Integral analysis based diagnostics of turbulence model errors in skin friction

Abstract

Error diagnostics for turbulence models have traditionally focused on engineering quantities of interest, such as the skin-friction coefficient, $C_f$, most often by comparing the predicted $C_f$ against reference data. In wall-bounded turbulent boundary layers, however, $C_f$ results from several physical mechanisms -- viscous effects, turbulence, pressure gradients, and mean-flow development -- whose relative importance depends on the flow conditions. Modeling errors in these mechanisms vary across turbulence closures, and identifying them offers valuable physical insight for model evaluation and improvement. We propose a diagnostics framework that systematically isolates and quantifies such errors using the angular momentum integral (AMI) formulation. The method is applied to five transport-type Reynolds-averaged Navier-Stokes (RANS) models in two test cases: a canonical zero-pressure-gradient flat-plate boundary layer and flow over a three-dimensional hill. For the flat-plate case, comparison with direct numerical simulation (DNS) data shows that all models reproduce $C_f$ reasonably well, but often through strong error cancellation, particularly between the turbulent torque and mean-flux contributions; individual terms can deviate by more than 20% of $C_f$. For the hill case, where wall-resolved large-eddy simulation (WRLES) is used as the reference, errors are significantly larger. The dominant erroneous contribution differs by model and may exceed several times the local $C_f$, depending on streamwise position. In separated-flow regions, the error cancellation that was observed in the flat-plate case largely disappears for the hill case, and the leading source of error shifts between mechanisms. These results highlight the value of mechanism-resolved diagnostics and provide guidance for targeted turbulence-model improvements.

Figures (18)

• Figure 1: BeVERLI hill geometry. Here, $H$ and $w$ denote the hill height and width respectively, with aspect ratio $w/H = 5$. Further details can be found in gargiulo2020examinationgargiulo2023strategies.
• Figure 2: Computational domain and boundary conditions shown in: (a) spanwise plane ($z/H=0$), (b) streamwise plane ($x/H=0$), and (c) wall-normal plane ($y/H=0$).
• Figure 3: Mean velocity profiles at the inlet and several $x$ locations upstream of the hill.
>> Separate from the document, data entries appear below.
//! Routing: given an incoming call, decide which node or nodes receive it.
//!
//! Accessors go to a single suitable node. Mutators are led by the elected
//! primary; assigned storages which are both healthy and consistent vote
//! synchronously, everything else is repaired asynchronously through the
//! replication queue.

use std::collections::BTreeSet;
use std::sync::Arc;
use std::time::Duration;

use datastore::{DatastoreError, RepositoryStore};
use election::{ElectionError, PerVirtualStorageElector, PrimaryGetter};
use nodes::{HealthChecker, Node, NodeError, NodeSet};
use rand::seq::{IteratorRandom, SliceRandom};

#[derive(Debug, thiserror::Error)]
pub enum RouterError {
    #[error("no healthy nodes in virtual storage {0:?}")]
    NoHealthyNodes(String),
    #[error("no healthy consistent node for repository {virtual_storage:?}/{relative_path:?}")]
    NoSuitableNode {
        virtual_storage: String,
        relative_path: String,
    },
    #[error("primary {primary:?} of {virtual_storage:?}/{relative_path:?} is not healthy")]
    PrimaryNotHealthy {
        virtual_storage: String,
        relative_path: String,
        primary: String,
    },
    #[error(
        "repository {virtual_storage:?}/{relative_path:?} is read-only: primary {primary:?} \
         is behind the latest generation"
    )]
    RepositoryReadOnly {
        virtual_storage: String,
        relative_path: String,
        primary: String,
    },
    #[error("primary {primary:?} of {virtual_storage:?}/{relative_path:?} is not assigned")]
    PrimaryUnassigned {
        virtual_storage: String,
        relative_path: String,
        primary: String,
    },
    #[error("virtual storage {0:?} is read-only after failover")]
    VirtualStorageReadOnly(String),
    #[error("storage-scoped mutators require the per-virtual-storage election strategy")]
    StorageMutatorsUnsupported,
    #[error(transparent)]
    Election(#[from] ElectionError),
    #[error(transparent)]
    Datastore(#[from] DatastoreError),
    #[error(transparent)]
    Node(#[from] NodeError),
}

/// A mutator route: the primary leads, secondaries vote synchronously, and
/// replication targets receive an async repair job afterwards.
#[derive(Debug, Clone)]
pub struct RepositoryMutatorRoute {
    pub primary: Node,
    pub secondaries: Vec<Node>,
    pub replication_targets: Vec<String>,
}

#[derive(Debug, Clone)]
pub struct RepositoryCreationRoute {
    pub primary: Node,
    pub secondaries: Vec<Node>,
    pub replication_targets: Vec<String>,
    /// Non-zero when explicit assignments should be stored at creation.
    pub replication_factor: usize,
}

#[derive(Debug, Clone)]
pub struct StorageMutatorRoute {
    pub primary: Node,
    pub secondaries: Vec<Node>,
}

pub struct Router {
    nodes: Arc<NodeSet>,
    store: Arc<dyn RepositoryStore>,
    health: Arc<dyn HealthChecker>,
    primaries: Arc<dyn PrimaryGetter>,
    legacy: Option<Arc<PerVirtualStorageElector>>,
    default_replication_factor: usize,
}

impl Router {
    pub fn new(
        nodes: Arc<NodeSet>,
        store: Arc<dyn RepositoryStore>,
        health: Arc<dyn HealthChecker>,
        primaries: Arc<dyn PrimaryGetter>,
        default_replication_factor: usize,
    ) -> Self {
        Self {
            nodes,
            store,
            health,
            primaries,
            legacy: None,
            default_replication_factor,
        }
    }

    /// Enables the legacy storage-scoped mutator path.
    pub fn with_legacy_elector(mut self, elector: Arc<PerVirtualStorageElector>) -> Self {
        self.legacy = Some(elector);
        self
    }

    pub fn known_virtual_storage(&self, virtual_storage: &str) -> bool {
        self.nodes.contains_virtual_storage(virtual_storage)
    }

    /// Any globally healthy node of the virtual storage, picked at random.
    pub fn route_storage_accessor(&self, virtual_storage: &str) -> Result<Node, RouterError> {
        let healthy = self.health.healthy_storages(virtual_storage);
        let storage = healthy
            .iter()
            .choose(&mut rand::thread_rng())
            .ok_or_else(|| RouterError::NoHealthyNodes(virtual_storage.to_string()))?;
        Ok(self.nodes.get(virtual_storage, storage)?.clone())
    }

    /// Storage-scoped mutators fan out to the legacy shard primary and every
    /// healthy secondary.
    pub async fn route_storage_mutator(
        &self,
        virtual_storage: &str,
    ) -> Result<StorageMutatorRoute, RouterError> {
        let Some(elector) = &self.legacy else {
            return Err(RouterError::StorageMutatorsUnsupported);
        };

        let shard = elector.shard_primary(virtual_storage).await?;
        if shard.demoted {
            return Err(RouterError::VirtualStorageReadOnly(
                virtual_storage.to_string(),
            ));
        }

        let healthy = self.health.healthy_storages(virtual_storage);
        let secondaries = healthy
            .iter()
            .filter(|storage| **storage != shard.node)
            .map(|storage| Ok(self.nodes.get(virtual_storage, storage)?.clone()))
            .collect::<Result<Vec<_>, RouterError>>()?;

        Ok(StorageMutatorRoute {
            primary: self.nodes.get(virtual_storage, &shard.node)?.clone(),
            secondaries,
        })
    }

    pub async fn route_repository_accessor(
        &self,
        virtual_storage: &str,
        relative_path: &str,
        force_primary: bool,
    ) -> Result<Node, RouterError> {
        let healthy = self.health.healthy_storages(virtual_storage);

        if force_primary {
            let primary = self.primaries.primary(virtual_storage, relative_path).await?;
            if !healthy.contains(&primary) {
                return Err(RouterError::PrimaryNotHealthy {
                    virtual_storage: virtual_storage.to_string(),
                    relative_path: relative_path.to_string(),
                    primary,
                });
            }
            return Ok(self.nodes.get(virtual_storage, &primary)?.clone());
        }

        let consistent = self
            .store
            .get_consistent_storages(virtual_storage, relative_path)
            .await?;
        let candidates: Vec<&String> = consistent
            .iter()
            .filter(|storage| healthy.contains(*storage))
            .collect();
        let storage = candidates
            .choose(&mut rand::thread_rng())
            .ok_or_else(|| RouterError::NoSuitableNode {
                virtual_storage: virtual_storage.to_string(),
                relative_path: relative_path.to_string(),
            })?;
        Ok(self.nodes.get(virtual_storage, storage)?.clone())
    }

    pub async fn route_repository_mutator(
        &self,
        virtual_storage: &str,
        relative_path: &str,
    ) -> Result<RepositoryMutatorRoute, RouterError> {
        let primary = self.primaries.primary(virtual_storage, relative_path).await?;

        let healthy = self.health.healthy_storages(virtual_storage);
        if !healthy.contains(&primary) {
            return Err(RouterError::PrimaryNotHealthy {
                virtual_storage: virtual_storage.to_string(),
                relative_path: relative_path.to_string(),
                primary,
            });
        }

        let consistent = self
            .store
            .get_consistent_storages(virtual_storage, relative_path)
            .await?;
        if !consistent.contains(&primary) {
            // Accepting the write would fork history away from the replicas
            // holding the latest generation.
            return Err(RouterError::RepositoryReadOnly {
                virtual_storage: virtual_storage.to_string(),
                relative_path: relative_path.to_string(),
                primary,
            });
        }

        let assignments = self
            .store
            .get_host_assignments(virtual_storage, relative_path)
            .await?;
        if !assignments.contains(&primary) {
            return Err(RouterError::PrimaryUnassigned {
                virtual_storage: virtual_storage.to_string(),
                relative_path: relative_path.to_string(),
                primary,
            });
        }

        let mut secondaries = Vec::new();
        let mut replication_targets = Vec::new();
        for storage in assignments {
            if storage == primary {
                continue;
            }
            if healthy.contains(&storage) && consistent.contains(&storage) {
                secondaries.push(self.nodes.get(virtual_storage, &storage)?.clone());
            } else {
                replication_targets.push(storage);
            }
        }

        Ok(RepositoryMutatorRoute {
            primary: self.nodes.get(virtual_storage, &primary)?.clone(),
            secondaries,
            replication_targets,
        })
    }

    pub fn route_repository_creation(
        &self,
        virtual_storage: &str,
    ) -> Result<RepositoryCreationRoute, RouterError> {
        let healthy = self.health.healthy_storages(virtual_storage);
        let members = self.nodes.members(virtual_storage);

        let mut rng = rand::thread_rng();
        let primary = members
            .iter()
            .filter(|node| healthy.contains(&node.storage))
            .choose(&mut rng)
            .ok_or_else(|| RouterError::NoHealthyNodes(virtual_storage.to_string()))?;

        // Participants beyond the primary: a random sample of the configured
        // storages when a replication factor is set, everything otherwise.
        let participants: Vec<&Node> = {
            let rest: Vec<&Node> = members
                .iter()
                .filter(|node| node.storage != primary.storage)
                .collect();
            match self.default_replication_factor {
                0 => rest,
                factor => rest
                    .into_iter()
                    .choose_multiple(&mut rng, factor.saturating_sub(1)),
            }
        };

        let (secondaries, replication_targets) = partition_by_health(participants, &healthy);

        Ok(RepositoryCreationRoute {
            primary: primary.clone(),
            secondaries,
            replication_targets,
            replication_factor: self.default_replication_factor,
        })
    }
}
The log-law reference is $U^+ = (1/0.4)\,\log(y^+)+5.1$.
• Figure 4: Computational grid near the hill front: (a) distribution in the spanwise plane $z/H=0$; (b) close-up view of the marked region.
• Figure 5: Grid resolution assessment from the spanwise mid-plane $z/H = 0$: (a) Instantaneous turbulent-to-molecular viscosity ratio ($\nu_t/\nu$), and (b) representative grid spacing to Kolmogorov length scale ratio ($\Delta/\eta$) at various streamwise locations.